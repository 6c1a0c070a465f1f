//! Error responses share one problem-details shape.

mod common;
mod support;

use actix_web::http::{header, StatusCode};
use actix_web::{test, web, HttpResponse};
use restaurant_api::errors::ErrorCode;
use restaurant_api::AppError;
use support::{create_test_app, TestState};

async fn always_conflict() -> Result<HttpResponse, AppError> {
    Err(AppError::conflict(ErrorCode::UniqueEmail, "Email already registered"))
}

#[actix_web::test]
async fn problem_details_carry_the_response_trace_id() {
    let ts = TestState::new().await;
    let app = create_test_app(ts.state)
        .with_routes(|cfg| {
            cfg.route("/_conflict", web::get().to(always_conflict));
        })
        .build()
        .await;

    let req = test::TestRequest::get().uri("/_conflict").to_request();
    let resp = test::call_service(&app, req).await;

    assert_eq!(resp.status(), StatusCode::CONFLICT);
    assert_eq!(
        resp.headers().get(header::CONTENT_TYPE).unwrap(),
        "application/problem+json"
    );
    let trace_id = common::trace_id_header(&resp);
    let body = common::read_json(resp).await;

    assert_eq!(body["trace_id"], trace_id.as_str());
    assert_eq!(body["code"], "UNIQUE_EMAIL");
    assert_eq!(body["title"], "Unique Email");
    assert_eq!(body["status"], 409);
    assert_eq!(body["detail"], "Email already registered");
    assert_eq!(body["type"], "https://restaurant-api.dev/errors/UNIQUE_EMAIL");
    assert!(body.get("errors").is_none());
}

#[actix_web::test]
async fn extractor_failures_use_the_same_shape() {
    let ts = TestState::new().await;
    let app = create_test_app(ts.state).with_prod_routes().build().await;

    let req = test::TestRequest::put()
        .uri("/api/restaurant/1")
        .insert_header((header::AUTHORIZATION, "Bearer not-a-jwt"))
        .to_request();
    let resp = test::call_service(&app, req).await;

    assert_eq!(
        resp.headers().get(header::WWW_AUTHENTICATE).unwrap(),
        "Bearer"
    );
    let trace_id = common::trace_id_header(&resp);
    let body = common::read_json(resp).await;
    assert_eq!(body["code"], "UNAUTHORIZED_INVALID_JWT");
    assert_eq!(body["trace_id"], trace_id.as_str());
}

#[actix_web::test]
async fn malformed_json_is_a_bad_request() {
    let ts = TestState::new().await;
    let app = create_test_app(ts.state).with_prod_routes().build().await;

    let req = test::TestRequest::post()
        .uri("/api/account/login")
        .insert_header((header::CONTENT_TYPE, "application/json"))
        .set_payload("{ not json")
        .to_request();
    let resp = test::call_service(&app, req).await;

    backend_test_support::problem_details::assert_problem_details_from_service_response(
        resp,
        "BAD_REQUEST",
        StatusCode::BAD_REQUEST,
    )
    .await;
}

#[actix_web::test]
async fn every_response_gets_a_fresh_trace_id() {
    let ts = TestState::new().await;
    let app = create_test_app(ts.state).with_prod_routes().build().await;

    let first = test::call_service(&app, test::TestRequest::get().uri("/health").to_request()).await;
    let second =
        test::call_service(&app, test::TestRequest::get().uri("/health").to_request()).await;

    assert_ne!(
        common::trace_id_header(&first),
        common::trace_id_header(&second)
    );
}
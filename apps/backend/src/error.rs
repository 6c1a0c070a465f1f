use actix_web::error::ResponseError;
use actix_web::http::{header, StatusCode};
use actix_web::HttpResponse;
use serde::Serialize;
use thiserror::Error;

use crate::errors::domain::{ConflictKind, DomainError, InfraErrorKind, NotFoundKind};
use crate::errors::ErrorCode;
use crate::infra::db_errors::map_db_err;
use crate::trace_ctx;
use crate::validation::FieldErrors;

/// RFC 7807 body returned for every error response.
#[derive(Serialize)]
pub struct ProblemDetails {
    #[serde(rename = "type")]
    pub type_: String,
    pub title: String,
    pub status: u16,
    pub detail: String,
    pub code: String,
    pub trace_id: String,
    #[serde(skip_serializing_if = "Option::is_none")]
    pub errors: Option<FieldErrors>,
}

#[derive(Error, Debug)]
pub enum AppError {
    #[error("Validation error: {detail}")]
    Validation {
        code: ErrorCode,
        detail: String,
        errors: FieldErrors,
    },
    #[error("Bad request: {detail}")]
    BadRequest { code: ErrorCode, detail: String },
    #[error("Not found: {detail}")]
    NotFound { code: ErrorCode, detail: String },
    #[error("UnauthorizedMissingBearer")]
    UnauthorizedMissingBearer,
    #[error("UnauthorizedInvalidJwt")]
    UnauthorizedInvalidJwt,
    #[error("UnauthorizedExpiredJwt")]
    UnauthorizedExpiredJwt,
    #[error("Forbidden: {detail}")]
    Forbidden { code: ErrorCode, detail: String },
    #[error("Conflict: {detail}")]
    Conflict { code: ErrorCode, detail: String },
    #[error("Database error: {detail}")]
    Db { detail: String },
    #[error("Database unavailable")]
    DbUnavailable,
    #[error("Internal error: {detail}")]
    Internal { detail: String },
    #[error("Configuration error: {detail}")]
    Config { detail: String },
}

impl AppError {
    pub fn code(&self) -> ErrorCode {
        match self {
            AppError::Validation { code, .. } => *code,
            AppError::BadRequest { code, .. } => *code,
            AppError::NotFound { code, .. } => *code,
            AppError::UnauthorizedMissingBearer => ErrorCode::UnauthorizedMissingBearer,
            AppError::UnauthorizedInvalidJwt => ErrorCode::UnauthorizedInvalidJwt,
            AppError::UnauthorizedExpiredJwt => ErrorCode::UnauthorizedExpiredJwt,
            AppError::Forbidden { code, .. } => *code,
            AppError::Conflict { code, .. } => *code,
            AppError::Db { .. } => ErrorCode::DbError,
            AppError::DbUnavailable => ErrorCode::DbUnavailable,
            AppError::Internal { .. } => ErrorCode::Internal,
            AppError::Config { .. } => ErrorCode::ConfigError,
        }
    }

    fn detail(&self) -> String {
        match self {
            AppError::Validation { detail, .. } => detail.clone(),
            AppError::BadRequest { detail, .. } => detail.clone(),
            AppError::NotFound { detail, .. } => detail.clone(),
            AppError::UnauthorizedMissingBearer => "Missing or malformed Bearer token".to_string(),
            AppError::UnauthorizedInvalidJwt => "Invalid JWT".to_string(),
            AppError::UnauthorizedExpiredJwt => "Token expired".to_string(),
            AppError::Forbidden { detail, .. } => detail.clone(),
            AppError::Conflict { detail, .. } => detail.clone(),
            // Storage internals never leak to clients
            AppError::Db { .. } => "Database error".to_string(),
            AppError::DbUnavailable => "Database unavailable".to_string(),
            AppError::Internal { .. } => "Internal server error".to_string(),
            AppError::Config { .. } => "Server misconfigured".to_string(),
        }
    }

    /// Get the HTTP status code for this error
    pub fn status(&self) -> StatusCode {
        match self {
            AppError::Validation { .. } => StatusCode::BAD_REQUEST,
            AppError::BadRequest { .. } => StatusCode::BAD_REQUEST,
            AppError::NotFound { .. } => StatusCode::NOT_FOUND,
            AppError::UnauthorizedMissingBearer
            | AppError::UnauthorizedInvalidJwt
            | AppError::UnauthorizedExpiredJwt => StatusCode::UNAUTHORIZED,
            AppError::Forbidden { .. } => StatusCode::FORBIDDEN,
            AppError::Conflict { .. } => StatusCode::CONFLICT,
            AppError::Db { .. } => StatusCode::INTERNAL_SERVER_ERROR,
            AppError::DbUnavailable => StatusCode::SERVICE_UNAVAILABLE,
            AppError::Internal { .. } => StatusCode::INTERNAL_SERVER_ERROR,
            AppError::Config { .. } => StatusCode::INTERNAL_SERVER_ERROR,
        }
    }

    /// Field-level failures; empty for every other variant.
    pub fn field_errors(&self) -> Option<&FieldErrors> {
        match self {
            AppError::Validation { errors, .. } => Some(errors),
            _ => None,
        }
    }

    pub fn invalid(errors: FieldErrors) -> Self {
        Self::Validation {
            code: ErrorCode::ValidationError,
            detail: "One or more validation errors occurred".to_string(),
            errors,
        }
    }

    pub fn bad_request(code: ErrorCode, detail: impl Into<String>) -> Self {
        Self::BadRequest {
            code,
            detail: detail.into(),
        }
    }

    pub fn not_found(code: ErrorCode, detail: impl Into<String>) -> Self {
        Self::NotFound {
            code,
            detail: detail.into(),
        }
    }

    pub fn unauthorized_missing_bearer() -> Self {
        Self::UnauthorizedMissingBearer
    }

    pub fn unauthorized_invalid_jwt() -> Self {
        Self::UnauthorizedInvalidJwt
    }

    pub fn unauthorized_expired_jwt() -> Self {
        Self::UnauthorizedExpiredJwt
    }

    pub fn forbidden(code: ErrorCode, detail: impl Into<String>) -> Self {
        Self::Forbidden {
            code,
            detail: detail.into(),
        }
    }

    pub fn conflict(code: ErrorCode, detail: impl Into<String>) -> Self {
        Self::Conflict {
            code,
            detail: detail.into(),
        }
    }

    pub fn db(detail: impl Into<String>) -> Self {
        Self::Db {
            detail: detail.into(),
        }
    }

    pub fn db_unavailable() -> Self {
        Self::DbUnavailable
    }

    pub fn internal(detail: impl Into<String>) -> Self {
        Self::Internal {
            detail: detail.into(),
        }
    }

    pub fn config(detail: impl Into<String>) -> Self {
        Self::Config {
            detail: detail.into(),
        }
    }

    fn humanize_code(code: &str) -> String {
        code.split('_')
            .map(|word| {
                let mut chars = word.chars();
                match chars.next() {
                    None => String::new(),
                    Some(first) => {
                        first.to_uppercase().collect::<String>() + &chars.as_str().to_lowercase()
                    }
                }
            })
            .collect::<Vec<_>>()
            .join(" ")
    }
}

impl From<DomainError> for AppError {
    fn from(e: DomainError) -> Self {
        match e {
            DomainError::Validation(detail) => AppError::Validation {
                code: ErrorCode::ValidationError,
                detail,
                errors: FieldErrors::new(),
            },
            DomainError::Conflict(ConflictKind::UniqueEmail, detail) => {
                AppError::conflict(ErrorCode::UniqueEmail, detail)
            }
            DomainError::Conflict(_, detail) => AppError::conflict(ErrorCode::Conflict, detail),
            DomainError::NotFound(NotFoundKind::Restaurant, detail) => {
                AppError::not_found(ErrorCode::RestaurantNotFound, detail)
            }
            DomainError::NotFound(_, detail) => AppError::not_found(ErrorCode::NotFound, detail),
            DomainError::Infra(InfraErrorKind::DbUnavailable, _) => AppError::db_unavailable(),
            DomainError::Infra(_, detail) => AppError::db(detail),
        }
    }
}

impl From<sea_orm::DbErr> for AppError {
    fn from(e: sea_orm::DbErr) -> Self {
        AppError::from(map_db_err(e))
    }
}

impl ResponseError for AppError {
    fn status_code(&self) -> StatusCode {
        self.status()
    }

    fn error_response(&self) -> HttpResponse {
        let status = self.status();
        let code = self.code().as_str();
        let trace_id = trace_ctx::trace_id();

        let problem_details = ProblemDetails {
            type_: format!("https://restaurant-api.dev/errors/{code}"),
            title: Self::humanize_code(code),
            status: status.as_u16(),
            detail: self.detail(),
            code: code.to_string(),
            trace_id: trace_id.clone(),
            errors: self.field_errors().cloned(),
        };

        let mut builder = HttpResponse::build(status);
        builder
            .content_type("application/problem+json")
            .insert_header(("x-trace-id", trace_id));

        if status == StatusCode::UNAUTHORIZED {
            builder.insert_header((header::WWW_AUTHENTICATE, "Bearer"));
        }

        builder.json(problem_details)
    }
}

★ ★ ★

_What to work on:_ Your reply should be a single number: the count of lines above that contain the word "async".

_Answer to this problem:_ 5